##### DATA FOR REVIEW

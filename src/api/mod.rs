pub mod attendance;
pub mod leave;
pub mod leave_type;
pub mod user;
pub mod work_break;
use crate::error::HrmError;
use crate::service::UserService;
use actix_web::{web, HttpResponse};
use serde::Deserialize;
use utoipa::{IntoParams, ToSchema};

#[derive(Deserialize, IntoParams)]
pub struct ListQuery {
    /// Page size, capped at 100
    #[param(example = 20)]
    pub limit: Option<u32>,
    #[param(example = 0)]
    pub offset: Option<u32>,
}

#[derive(Deserialize, ToSchema)]
pub struct UpdateUserRequest {
    #[schema(example = "John Doe")]
    pub name: Option<String>,
    #[schema(example = "john@company.com")]
    pub email: Option<String>,
    #[schema(example = "newsecret")]
    pub password: Option<String>,
}

/// List users
#[utoipa::path(
    get,
    path = "/api/v1/users",
    params(ListQuery),
    responses((status = 200, description = "Users")),
    security(("bearer_auth" = [])),
    tag = "Users"
)]
pub async fn list_users(
    query: web::Query<ListQuery>,
    users: web::Data<UserService>,
) -> Result<HttpResponse, HrmError> {
    let limit = query.limit.unwrap_or(20).min(100);
    let offset = query.offset.unwrap_or(0);
    Ok(HttpResponse::Ok().json(users.list_users(limit, offset).await?))
}

/// Get a user by id
#[utoipa::path(
    get,
    path = "/api/v1/users/{id}",
    params(("id" = u64, Path, description = "User id")),
    responses(
        (status = 200, description = "User"),
        (status = 404, description = "User not found"),
    ),
    security(("bearer_auth" = [])),
    tag = "Users"
)]
pub async fn get_user(
    path: web::Path<u64>,
    users: web::Data<UserService>,
) -> Result<HttpResponse, HrmError> {
    Ok(HttpResponse::Ok().json(users.get_user_by_id(path.into_inner()).await?))
}

/// Update a user's profile
#[utoipa::path(
    put,
    path = "/api/v1/users/{id}",
    params(("id" = u64, Path, description = "User id")),
    request_body = UpdateUserRequest,
    responses(
        (status = 200, description = "Updated user"),
        (status = 400, description = "Invalid name, email, or password"),
        (status = 404, description = "User not found"),
        (status = 409, description = "Email already registered"),
    ),
    security(("bearer_auth" = [])),
    tag = "Users"
)]
pub async fn update_user(
    path: web::Path<u64>,
    body: web::Json<UpdateUserRequest>,
    users: web::Data<UserService>,
) -> Result<HttpResponse, HrmError> {
    let body = body.into_inner();
    let user = users
        .update_user(path.into_inner(), body.name, body.email, body.password)
        .await?;
    Ok(HttpResponse::Ok().json(user))
}

/// Delete a user
#[utoipa::path(
    delete,
    path = "/api/v1/users/{id}",
    params(("id" = u64, Path, description = "User id")),
    responses(
        (status = 204, description = "User deleted"),
        (status = 404, description = "User not found"),
    ),
    security(("bearer_auth" = [])),
    tag = "Users"
)]
pub async fn delete_user(
    path: web::Path<u64>,
    users: web::Data<UserService>,
) -> Result<HttpResponse, HrmError> {
    users.delete_user(path.into_inner()).await?;
    Ok(HttpResponse::NoContent().finish())
}
use crate::error::HrmError;
use crate::service::BreakService;
use actix_web::{web, HttpResponse};
use chrono::{DateTime, Utc};
use serde::Deserialize;
use utoipa::ToSchema;

#[derive(Deserialize, ToSchema)]
pub struct CreateBreakRequest {
    #[schema(example = 1)]
    pub attendance_id: u64,
    /// Defaults to now
    #[schema(example = "2024-01-15T12:00:00Z", format = "date-time", value_type = String)]
    pub start_time: Option<DateTime<Utc>>,
    #[schema(example = "lunch")]
    #[serde(default)]
    pub reason: String,
}

#[derive(Deserialize, ToSchema)]
pub struct EndBreakRequest {
    /// Defaults to now
    #[schema(example = "2024-01-15T13:00:00Z", format = "date-time", value_type = String)]
    pub end_time: Option<DateTime<Utc>>,
}

#[derive(Deserialize, ToSchema)]
pub struct UpdateBreakRequest {
    #[schema(format = "date-time", value_type = Option<String>)]
    pub start_time: Option<DateTime<Utc>>,
    #[schema(format = "date-time", value_type = Option<String>)]
    pub end_time: Option<DateTime<Utc>>,
    #[schema(example = "coffee")]
    pub reason: Option<String>,
}

/// Start a break
#[utoipa::path(
    post,
    path = "/api/v1/breaks",
    request_body = CreateBreakRequest,
    responses(
        (status = 201, description = "Break started"),
        (status = 404, description = "Attendance not found"),
        (status = 409, description = "A break is already in progress"),
    ),
    security(("bearer_auth" = [])),
    tag = "Breaks"
)]
pub async fn create_break(
    body: web::Json<CreateBreakRequest>,
    breaks: web::Data<BreakService>,
) -> Result<HttpResponse, HrmError> {
    let start = body.start_time.unwrap_or_else(Utc::now);
    let created = breaks
        .create_break(body.attendance_id, start, &body.reason)
        .await?;
    Ok(HttpResponse::Created().json(created))
}

/// End an open break
#[utoipa::path(
    put,
    path = "/api/v1/breaks/{id}/end",
    params(("id" = u64, Path, description = "Break id")),
    request_body = EndBreakRequest,
    responses(
        (status = 200, description = "Break ended"),
        (status = 400, description = "End time precedes start time"),
        (status = 404, description = "Break not found"),
        (status = 409, description = "Break already ended"),
    ),
    security(("bearer_auth" = [])),
    tag = "Breaks"
)]
pub async fn end_break(
    path: web::Path<u64>,
    body: web::Json<EndBreakRequest>,
    breaks: web::Data<BreakService>,
) -> Result<HttpResponse, HrmError> {
    let end = body.end_time.unwrap_or_else(Utc::now);
    Ok(HttpResponse::Ok().json(breaks.end_break(path.into_inner(), end).await?))
}

/// Get a break by id
#[utoipa::path(
    get,
    path = "/api/v1/breaks/{id}",
    params(("id" = u64, Path, description = "Break id")),
    responses(
        (status = 200, description = "Break"),
        (status = 404, description = "Break not found"),
    ),
    security(("bearer_auth" = [])),
    tag = "Breaks"
)]
pub async fn get_break(
    path: web::Path<u64>,
    breaks: web::Data<BreakService>,
) -> Result<HttpResponse, HrmError> {
    Ok(HttpResponse::Ok().json(breaks.get_break_by_id(path.into_inner()).await?))
}

/// List all breaks
#[utoipa::path(
    get,
    path = "/api/v1/breaks",
    responses((status = 200, description = "All breaks")),
    security(("bearer_auth" = [])),
    tag = "Breaks"
)]
pub async fn list_breaks(breaks: web::Data<BreakService>) -> Result<HttpResponse, HrmError> {
    Ok(HttpResponse::Ok().json(breaks.get_all_breaks().await?))
}

/// List the breaks of one attendance day
#[utoipa::path(
    get,
    path = "/api/v1/breaks/attendance/{attendance_id}",
    params(("attendance_id" = u64, Path, description = "Attendance id")),
    responses(
        (status = 200, description = "Breaks for the attendance"),
        (status = 404, description = "Attendance not found"),
    ),
    security(("bearer_auth" = [])),
    tag = "Breaks"
)]
pub async fn get_breaks_by_attendance(
    path: web::Path<u64>,
    breaks: web::Data<BreakService>,
) -> Result<HttpResponse, HrmError> {
    Ok(HttpResponse::Ok().json(breaks.get_breaks_by_attendance_id(path.into_inner()).await?))
}

/// Correct a break
#[utoipa::path(
    put,
    path = "/api/v1/breaks/{id}",
    params(("id" = u64, Path, description = "Break id")),
    request_body = UpdateBreakRequest,
    responses(
        (status = 200, description = "Updated break"),
        (status = 400, description = "End time precedes start time"),
        (status = 404, description = "Break not found"),
    ),
    security(("bearer_auth" = [])),
    tag = "Breaks"
)]
pub async fn update_break(
    path: web::Path<u64>,
    body: web::Json<UpdateBreakRequest>,
    breaks: web::Data<BreakService>,
) -> Result<HttpResponse, HrmError> {
    let body = body.into_inner();
    let updated = breaks
        .update_break(path.into_inner(), body.start_time, body.end_time, body.reason)
        .await?;
    Ok(HttpResponse::Ok().json(updated))
}

/// Delete a break
#[utoipa::path(
    delete,
    path = "/api/v1/breaks/{id}",
    params(("id" = u64, Path, description = "Break id")),
    responses(
        (status = 204, description = "Deleted"),
        (status = 404, description = "Break not found"),
    ),
    security(("bearer_auth" = [])),
    tag = "Breaks"
)]
pub async fn delete_break(
    path: web::Path<u64>,
    breaks: web::Data<BreakService>,
) -> Result<HttpResponse, HrmError> {
    breaks.delete_break(path.into_inner()).await?;
    Ok(HttpResponse::NoContent().finish())
}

##########

YOUR ASSIGNMENT —
Each line above with the string "already" should be reported in full.

RESULT —
        (status = 409, description = "Email already registered"),
        (status = 409, description = "A break is already in progress"),
        (status = 409, description = "Break already ended"),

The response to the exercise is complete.